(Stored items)
════════════════

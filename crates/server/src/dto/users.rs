//! # User & Team Data Transfer Objects

use chrono::{DateTime, Utc};
use entity::{teams, users, UserRole};
use serde::Serialize;

/// Team information embedded in user responses
#[derive(Debug, Clone, PartialEq, Eq, Serialize)]
pub struct TeamResponse {
    pub id:   i32,
    pub name: String,
}

impl From<teams::Model> for TeamResponse {
    fn from(team: teams::Model) -> Self {
        Self {
            id:   team.id,
            name: team.name,
        }
    }
}

/// Full user profile, returned by the auth endpoints
#[derive(Debug, Clone, PartialEq, Eq, Serialize)]
pub struct UserResponse {
    pub id:         i32,
    pub name:       String,
    pub email:      String,
    pub role:       UserRole,
    pub team_id:    Option<i32>,
    #[serde(skip_serializing_if = "Option::is_none")]
    pub team:       Option<TeamResponse>,
    pub created_at: DateTime<Utc>,
}

impl UserResponse {
    pub fn from_user(user: users::Model, team: Option<teams::Model>) -> Self {
        Self {
            id:         user.id,
            name:       user.name,
            email:      user.email,
            role:       user.role,
            team_id:    user.team_id,
            team:       team.map(TeamResponse::from),
            created_at: user.created_at,
        }
    }
}

/// Compact user shape for member listings and task assignment display
#[derive(Debug, Clone, PartialEq, Eq, Serialize)]
pub struct UserSummary {
    pub id:    i32,
    pub name:  String,
    pub email: String,
    pub role:  UserRole,
}

impl From<users::Model> for UserSummary {
    fn from(user: users::Model) -> Self {
        Self {
            id:    user.id,
            name:  user.name,
            email: user.email,
            role:  user.role,
        }
    }
}
//! # Private Todo Data Transfer Objects

use chrono::{DateTime, Utc};
use entity::{private_todos, TodoStatus};
use serde::{Deserialize, Serialize};

use crate::dto::double_option;

/// Request body for creating a private todo
#[derive(Debug, Clone, PartialEq, Eq, Deserialize)]
pub struct CreateTodoRequest {
    pub title: String,

    #[serde(default)]
    pub description: Option<String>,

    /// Defaults to TODO when absent
    #[serde(default)]
    pub status: Option<String>,

    /// RFC 3339 datetime
    #[serde(default)]
    pub due_date: Option<String>,
}

/// Request body for updating a private todo. Absent fields are untouched;
/// explicit nulls clear the clearable fields.
#[derive(Debug, Clone, PartialEq, Eq, Default, Deserialize)]
pub struct UpdateTodoRequest {
    #[serde(default)]
    pub title: Option<String>,

    #[serde(default, deserialize_with = "double_option")]
    pub description: Option<Option<String>>,

    #[serde(default)]
    pub status: Option<String>,

    #[serde(default, deserialize_with = "double_option")]
    pub due_date: Option<Option<String>>,
}

/// Private todo as returned to its owner
#[derive(Debug, Clone, PartialEq, Eq, Serialize)]
pub struct TodoResponse {
    pub id:          i32,
    pub title:       String,
    pub description: Option<String>,
    pub status:      TodoStatus,
    pub due_date:    Option<DateTime<Utc>>,
    pub created_at:  DateTime<Utc>,
    pub updated_at:  DateTime<Utc>,
}

impl From<private_todos::Model> for TodoResponse {
    fn from(todo: private_todos::Model) -> Self {
        Self {
            id:          todo.id,
            title:       todo.title,
            description: todo.description,
            status:      todo.status,
            due_date:    todo.due_date,
            created_at:  todo.created_at,
            updated_at:  todo.updated_at,
        }
    }
}

#[cfg(test)]
mod tests {
    use super::*;

    #[test]
    fn test_update_request_distinguishes_absent_from_null() {
        let absent: UpdateTodoRequest = serde_json::from_str(r#"{"title": "new"}"#).unwrap();
        assert_eq!(absent.title.as_deref(), Some("new"));
        assert_eq!(absent.due_date, None);

        let cleared: UpdateTodoRequest = serde_json::from_str(r#"{"due_date": null}"#).unwrap();
        assert_eq!(cleared.due_date, Some(None));
    }

    #[test]
    fn test_create_request_minimal_body() {
        let req: CreateTodoRequest = serde_json::from_str(r#"{"title": "buy milk"}"#).unwrap();
        assert_eq!(req.title, "buy milk");
        assert!(req.description.is_none());
        assert!(req.status.is_none());
        assert!(req.due_date.is_none());
    }
}
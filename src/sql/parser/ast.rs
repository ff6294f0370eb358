use std::collections::BTreeMap;

use crate::sql::types::Comparator;

/// Abstract Syntax Tree (AST) node definitions for statements
///
/// `source` is the table's file path or URL; an empty source means the most
/// recently used table.
#[derive(Debug, PartialEq)]
pub enum Statement {
    /// SELECT statement; `columns` is `["*"]` for all columns
    Select {
        source: String,
        columns: Vec<String>,
        where_clause: Option<Condition>,
        wait: bool,
    },
    /// UPDATE statement
    Update {
        source: String,
        columns: BTreeMap<String, String>,
        where_clause: Option<Condition>,
        wait: bool,
    },
    /// INSERT statement
    Insert {
        source: String,
        columns: Option<Vec<String>>,
        values: Vec<String>,
        wait: bool,
    },
    /// DELETE statement
    Delete {
        source: String,
        where_clause: Option<Condition>,
        wait: bool,
    },
    /// SAVE the most recently used table
    Save,
}

impl Statement {
    /// The table this statement runs against, None for SAVE
    pub fn source(&self) -> Option<&str> {
        match self {
            Statement::Select { source, .. }
            | Statement::Update { source, .. }
            | Statement::Insert { source, .. }
            | Statement::Delete { source, .. } => Some(source),
            Statement::Save => None,
        }
    }
}

/// WHERE clause: `column <comparator> value`
#[derive(Debug, PartialEq, Clone)]
pub struct Condition {
    pub column: String,
    pub comparator: Comparator,
    pub value: String,
}
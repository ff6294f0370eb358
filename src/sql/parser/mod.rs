use std::collections::BTreeMap;
use std::iter::Peekable;

use crate::error::{Error, Result};
use crate::sql::parser::ast::Condition;
use crate::sql::parser::lexer::{Keyword, Lexer, Token};
use crate::sql::types::Comparator;

pub mod ast;
mod lexer;

/// Statement parser - converts tokens into an AST
pub struct Parser<'a> {
    lexer: Peekable<Lexer<'a>>,
}

impl<'a> Parser<'a> {
    pub fn new(input: &'a str) -> Self {
        Parser {
            lexer: Lexer::new(input).peekable(),
        }
    }

    /// Parses a single statement; the trailing semicolon is optional
    pub fn parse(&mut self) -> Result<ast::Statement> {
        let stmt = self.parse_statement()?;
        self.next_if_token(Token::Semicolon);
        // Nothing allowed after the statement
        if let Some(token) = self.peek()? {
            return Err(Error::Parse(format!("[Parser] Unexpected token {}", token)));
        }
        Ok(stmt)
    }

    fn parse_statement(&mut self) -> Result<ast::Statement> {
        match self.peek()? {
            Some(Token::Keyword(Keyword::Select)) => self.parse_select(),
            Some(Token::Keyword(Keyword::Update)) => self.parse_update(),
            Some(Token::Keyword(Keyword::Insert)) => self.parse_insert(),
            Some(Token::Keyword(Keyword::Delete)) => self.parse_delete(),
            Some(Token::Keyword(Keyword::Save)) => {
                self.next()?;
                Ok(ast::Statement::Save)
            }
            Some(t) => Err(Error::Parse(format!("[Parser] Unexpected token {}", t))),
            None => Err(Error::Parse("[Parser] Unexpected end of input".into())),
        }
    }

    /// SELECT <* | cols> [FROM source] [WHERE cond] [WAIT]
    fn parse_select(&mut self) -> Result<ast::Statement> {
        self.next_expect(Token::Keyword(Keyword::Select))?;

        let columns = if self.next_if_token(Token::Asterisk).is_some() {
            vec!["*".to_string()]
        } else {
            let mut cols = vec![self.next_column()?];
            while self.next_if_token(Token::Comma).is_some() {
                cols.push(self.next_column()?);
            }
            cols
        };

        let source = match self.next_if_token(Token::Keyword(Keyword::From)) {
            Some(_) => self.next_source()?,
            None => String::new(),
        };
        let (where_clause, wait) = self.parse_tail()?;
        Ok(ast::Statement::Select {
            source,
            columns,
            where_clause,
            wait,
        })
    }

    /// UPDATE [source] SET col = value [, ...] [WHERE cond] [WAIT]
    fn parse_update(&mut self) -> Result<ast::Statement> {
        self.next_expect(Token::Keyword(Keyword::Update))?;
        let source = match self.peek()? {
            Some(Token::Keyword(Keyword::Set)) => String::new(),
            _ => self.next_source()?,
        };
        self.next_expect(Token::Keyword(Keyword::Set))?;

        let mut columns = BTreeMap::new();
        loop {
            let col = self.next_column()?;
            self.next_expect(Token::Equal)?;
            let value = self.parse_value()?;
            // Setting the same column twice in one statement is ambiguous
            if columns.contains_key(&col) {
                return Err(Error::Parse(format!(
                    "[Parser] Duplicate column {} for update",
                    col
                )));
            }
            columns.insert(col, value);
            if self.next_if_token(Token::Comma).is_none() {
                break;
            }
        }
        let (where_clause, wait) = self.parse_tail()?;
        Ok(ast::Statement::Update {
            source,
            columns,
            where_clause,
            wait,
        })
    }

    /// INSERT INTO [source] [(cols)] VALUES (values) [WAIT]
    fn parse_insert(&mut self) -> Result<ast::Statement> {
        self.next_expect(Token::Keyword(Keyword::Insert))?;
        self.next_expect(Token::Keyword(Keyword::Into))?;
        let source = match self.peek()? {
            Some(Token::OpenParen) | Some(Token::Keyword(Keyword::Values)) => String::new(),
            _ => self.next_source()?,
        };

        let columns = if self.next_if_token(Token::OpenParen).is_some() {
            let mut cols = vec![self.next_column()?];
            while self.next_if_token(Token::Comma).is_some() {
                cols.push(self.next_column()?);
            }
            self.next_expect(Token::CloseParen)?;
            Some(cols)
        } else {
            None
        };

        self.next_expect(Token::Keyword(Keyword::Values))?;
        self.next_expect(Token::OpenParen)?;
        let mut values = vec![self.parse_value()?];
        while self.next_if_token(Token::Comma).is_some() {
            values.push(self.parse_value()?);
        }
        self.next_expect(Token::CloseParen)?;

        Ok(ast::Statement::Insert {
            source,
            columns,
            values,
            wait: self.next_if_token(Token::Keyword(Keyword::Wait)).is_some(),
        })
    }

    /// DELETE [FROM source] [WHERE cond] [WAIT]
    fn parse_delete(&mut self) -> Result<ast::Statement> {
        self.next_expect(Token::Keyword(Keyword::Delete))?;
        let source = match self.next_if_token(Token::Keyword(Keyword::From)) {
            Some(_) => self.next_source()?,
            None => String::new(),
        };
        let (where_clause, wait) = self.parse_tail()?;
        Ok(ast::Statement::Delete {
            source,
            where_clause,
            wait,
        })
    }

    /// Optional WHERE clause and WAIT flag; WAIT may come before or after WHERE
    fn parse_tail(&mut self) -> Result<(Option<Condition>, bool)> {
        let mut wait = self.next_if_token(Token::Keyword(Keyword::Wait)).is_some();
        let where_clause = self.parse_where_clause()?;
        wait |= self.next_if_token(Token::Keyword(Keyword::Wait)).is_some();
        Ok((where_clause, wait))
    }

    fn parse_where_clause(&mut self) -> Result<Option<Condition>> {
        if self.next_if_token(Token::Keyword(Keyword::Where)).is_none() {
            return Ok(None);
        }
        let column = self.next_column()?;
        let comparator = match self.next()? {
            Token::Equal => Comparator::Equal,
            Token::NotEqual => Comparator::NotEqual,
            Token::LessThan => Comparator::LessThan,
            Token::LessThanOrEqual => Comparator::LessThanOrEqual,
            Token::GreaterThan => Comparator::GreaterThan,
            Token::GreaterThanOrEqual => Comparator::GreaterThanOrEqual,
            Token::Keyword(Keyword::Like) => Comparator::Like,
            token => {
                return Err(Error::Parse(format!(
                    "[Parser] Expected comparison operator, got {}",
                    token
                )));
            }
        };
        let value = self.parse_value()?;
        Ok(Some(Condition {
            column,
            comparator,
            value,
        }))
    }

    /// Parses a literal; every value is text, numbers keep their spelling
    fn parse_value(&mut self) -> Result<String> {
        Ok(match self.next()? {
            Token::String(s) | Token::Ident(s) | Token::Number(s) => s,
            Token::Minus => match self.next()? {
                Token::Number(n) => format!("-{}", n),
                t => {
                    return Err(Error::Parse(format!(
                        "[Parser] Expected number after -, got {}",
                        t
                    )));
                }
            },
            t => {
                return Err(Error::Parse(format!(
                    "[Parser] Unexpected value token {}",
                    t
                )));
            }
        })
    }

    /// Column names are bare words or quoted strings
    fn next_column(&mut self) -> Result<String> {
        match self.next()? {
            Token::Ident(ident) | Token::String(ident) => Ok(ident),
            token => Err(Error::Parse(format!(
                "[Parser] Expected column name, got token {}",
                token
            ))),
        }
    }

    /// Sources are bare paths/URLs or quoted strings
    fn next_source(&mut self) -> Result<String> {
        match self.next()? {
            Token::Ident(ident) | Token::String(ident) => Ok(ident),
            token => Err(Error::Parse(format!(
                "[Parser] Expected file or URL, got token {}",
                token
            ))),
        }
    }

    fn peek(&mut self) -> Result<Option<Token>> {
        self.lexer.peek().cloned().transpose()
    }

    fn next(&mut self) -> Result<Token> {
        self.lexer
            .next()
            .unwrap_or_else(|| Err(Error::Parse("[Parser] Unexpected end of input".into())))
    }

    /// Expects a specific token, returns error if different
    fn next_expect(&mut self, expect: Token) -> Result<()> {
        let token = self.next()?;
        if token != expect {
            return Err(Error::Parse(format!(
                "[Parser] Expected token {}, got {}",
                expect, token
            )));
        }
        Ok(())
    }

    /// Consumes next token if it satisfies the predicate
    fn next_if<F: Fn(&Token) -> bool>(&mut self, predicate: F) -> Option<Token> {
        self.peek().unwrap_or(None).filter(|t| predicate(t))?;
        self.next().ok()
    }

    /// Consumes next token if it matches the given token
    fn next_if_token(&mut self, token: Token) -> Option<Token> {
        self.next_if(|t| t == &token)
    }
}
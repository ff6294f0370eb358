//! Table storage: the in-memory table, its CSV codec, load/save sources and
//! the table cache

pub mod cache;
pub mod csv;
pub mod memory;
pub mod source;
pub mod table;
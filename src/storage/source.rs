use std::{
    fs::File,
    io::{BufReader, BufWriter},
};

use tracing::{debug, info};

use crate::{
    error::{Error, Result},
    storage::{csv, table::Table},
};

/// Abstract table source (load/save boundary behind the table cache)
///
/// Identifiers are opaque to the cache; the source decides what they mean.
pub trait Source: Send + Sync {
    /// Builds a fresh table from the identifier's current contents
    fn load(&self, id: &str) -> Result<Table>;

    /// Writes the table back to the identifier
    fn save(&self, id: &str, table: &Table) -> Result<()>;
}

/// Returns true for identifiers that name a remote (HTTP) source
pub fn is_remote(id: &str) -> bool {
    id.starts_with("http://") || id.starts_with("https://")
}

/// Loads local CSV files and downloads remote ones; saves to local files only
#[derive(Debug, Clone, Default)]
pub struct FileSource;

impl FileSource {
    pub fn new() -> Self {
        Self
    }

    fn download(url: &str) -> Result<Table> {
        debug!(%url, "downloading");
        let response = ureq::get(url).call().map_err(|err| match err {
            ureq::Error::Status(code, response) => Error::Load(format!(
                "Error ({} {}) getting {}",
                code,
                response.status_text(),
                url
            )),
            ureq::Error::Transport(transport) => {
                Error::Load(format!("unable to download {}: {}", url, transport))
            }
        })?;
        csv::load(response.into_reader())
    }
}

impl Source for FileSource {
    fn load(&self, id: &str) -> Result<Table> {
        let table = if is_remote(id) {
            Self::download(id)?
        } else {
            let file = File::open(id)
                .map_err(|e| Error::Load(format!("unable to open {}: {}", id, e)))?;
            csv::load(BufReader::new(file))?
        };
        info!(source = %id, rows = table.rows().len(), "table loaded");
        Ok(table)
    }

    fn save(&self, id: &str, table: &Table) -> Result<()> {
        if is_remote(id) {
            return Err(Error::Save(
                "Saving CSV to an URL using POST is not implemented".into(),
            ));
        }
        let file = File::create(id)
            .map_err(|e| Error::Save(format!("unable to create {}: {}", id, e)))?;
        csv::save(table, BufWriter::new(file))?;
        info!(source = %id, "table saved");
        Ok(())
    }
}
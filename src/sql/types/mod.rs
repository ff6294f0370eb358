use std::{cmp::Ordering, fmt::Display};

/// A row is a vector of field values, one per column
pub type Row = Vec<String>;

/// Comparison operators usable in a WHERE clause
#[derive(Debug, Clone, Copy, PartialEq)]
pub enum Comparator {
    Equal,
    NotEqual,
    LessThan,
    LessThanOrEqual,
    GreaterThan,
    GreaterThanOrEqual,
    Like,
}

impl Comparator {
    /// Tests `field <op> value`.
    ///
    /// Both sides are compared as numbers when both parse as finite numbers,
    /// and as strings otherwise, so words like `Nan` or `Inf` stay text.
    /// `Like` accepts `%` (any run) and `_` (any char).
    pub fn matches(&self, field: &str, value: &str) -> bool {
        if *self == Comparator::Like {
            return like(field, value);
        }
        let ord = match (number(field), number(value)) {
            (Some(a), Some(b)) => a.partial_cmp(&b).unwrap_or_else(|| field.cmp(value)),
            _ => field.cmp(value),
        };
        match self {
            Comparator::Equal => ord == Ordering::Equal,
            Comparator::NotEqual => ord != Ordering::Equal,
            Comparator::LessThan => ord == Ordering::Less,
            Comparator::LessThanOrEqual => ord != Ordering::Greater,
            Comparator::GreaterThan => ord == Ordering::Greater,
            Comparator::GreaterThanOrEqual => ord != Ordering::Less,
            Comparator::Like => false,
        }
    }
}

/// Parses a finite number; `nan`, `inf` and `infinity` are not numbers here
fn number(text: &str) -> Option<f64> {
    text.trim().parse::<f64>().ok().filter(|v| v.is_finite())
}

impl Display for Comparator {
    fn fmt(&self, f: &mut std::fmt::Formatter<'_>) -> std::fmt::Result {
        f.write_str(match self {
            Comparator::Equal => "=",
            Comparator::NotEqual => "!=",
            Comparator::LessThan => "<",
            Comparator::LessThanOrEqual => "<=",
            Comparator::GreaterThan => ">",
            Comparator::GreaterThanOrEqual => ">=",
            Comparator::Like => "LIKE",
        })
    }
}

/// SQL LIKE pattern match over chars
fn like(text: &str, pattern: &str) -> bool {
    let text: Vec<char> = text.chars().collect();
    let pattern: Vec<char> = pattern.chars().collect();
    // matched[j]: text[..i] matches pattern[..j]
    let mut matched = vec![false; pattern.len() + 1];
    matched[0] = true;
    for j in 1..=pattern.len() {
        matched[j] = matched[j - 1] && pattern[j - 1] == '%';
    }
    for c in text {
        let mut next = vec![false; pattern.len() + 1];
        for j in 1..=pattern.len() {
            next[j] = match pattern[j - 1] {
                '%' => next[j - 1] || matched[j],
                '_' => matched[j - 1],
                p => matched[j - 1] && p == c,
            };
        }
        matched = next;
    }
    matched[pattern.len()]
}

/// A resolved WHERE clause: `row[column] <comparator> value`
#[derive(Debug, Clone, PartialEq)]
pub struct Filter {
    pub column: usize,
    pub comparator: Comparator,
    pub value: String,
}

impl Filter {
    pub fn new(column: usize, comparator: Comparator, value: impl Into<String>) -> Self {
        Self {
            column,
            comparator,
            value: value.into(),
        }
    }

    /// Evaluates the filter against a row (missing filter matches everything,
    /// a column past the end of the row matches nothing)
    pub fn matches(filter: Option<&Filter>, row: &[String]) -> bool {
        match filter {
            None => true,
            Some(f) => row
                .get(f.column)
                .is_some_and(|field| f.comparator.matches(field, &f.value)),
        }
    }
}

#[cfg(test)]
mod tests {
    use super::{Comparator, Filter};

    #[test]
    fn test_compare_numeric_and_text() {
        assert!(Comparator::Equal.matches("10", "10.0"));
        assert!(Comparator::LessThan.matches("9", "10"));
        // Lexicographic when either side is not a number
        assert!(Comparator::GreaterThan.matches("9a", "10"));
        assert!(Comparator::NotEqual.matches("pending", "done"));
        assert!(Comparator::GreaterThanOrEqual.matches("done", "done"));
        assert!(!Comparator::LessThanOrEqual.matches("b", "a"));
        assert!(Comparator::Equal.matches("1e2", "100"));
    }

    #[test]
    fn test_non_finite_words_compare_as_text() {
        assert!(Comparator::Equal.matches("Nan", "Nan"));
        assert!(Comparator::Equal.matches("inf", "inf"));
        assert!(!Comparator::Equal.matches("Inf", "Infinity"));
        assert!(Comparator::NotEqual.matches("Inf", "Infinity"));
        assert!(Comparator::LessThan.matches("Inf", "Infinity"));
        assert!(!Comparator::Equal.matches("NaN", "1"));
        assert!(Comparator::GreaterThan.matches("NaN", "1"));
    }

    #[test]
    fn test_like() {
        assert!(Comparator::Like.matches("Miami", "Mi%"));
        assert!(Comparator::Like.matches("Miami", "%am%"));
        assert!(Comparator::Like.matches("Miami", "M_ami"));
        assert!(Comparator::Like.matches("", "%"));
        assert!(!Comparator::Like.matches("Miami", "Mi"));
        assert!(!Comparator::Like.matches("Oxford", "%am%"));
    }

    #[test]
    fn test_filter() {
        let row = vec!["1".to_string(), "pending".to_string()];
        assert!(Filter::matches(None, &row));
        let f = Filter::new(1, Comparator::Equal, "pending");
        assert!(Filter::matches(Some(&f), &row));
        let f = Filter::new(0, Comparator::GreaterThan, "1");
        assert!(!Filter::matches(Some(&f), &row));
        let f = Filter::new(5, Comparator::NotEqual, "x");
        assert!(!Filter::matches(Some(&f), &row));
    }
}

════════════════

### Brief:
Find every line in the records above that holds the word "description", and copy each one.

### Task solution:
    pub description: Option<String>,
    pub description: Option<Option<String>>,
    pub description: Option<String>,
            description: todo.description,
        assert!(req.description.is_none());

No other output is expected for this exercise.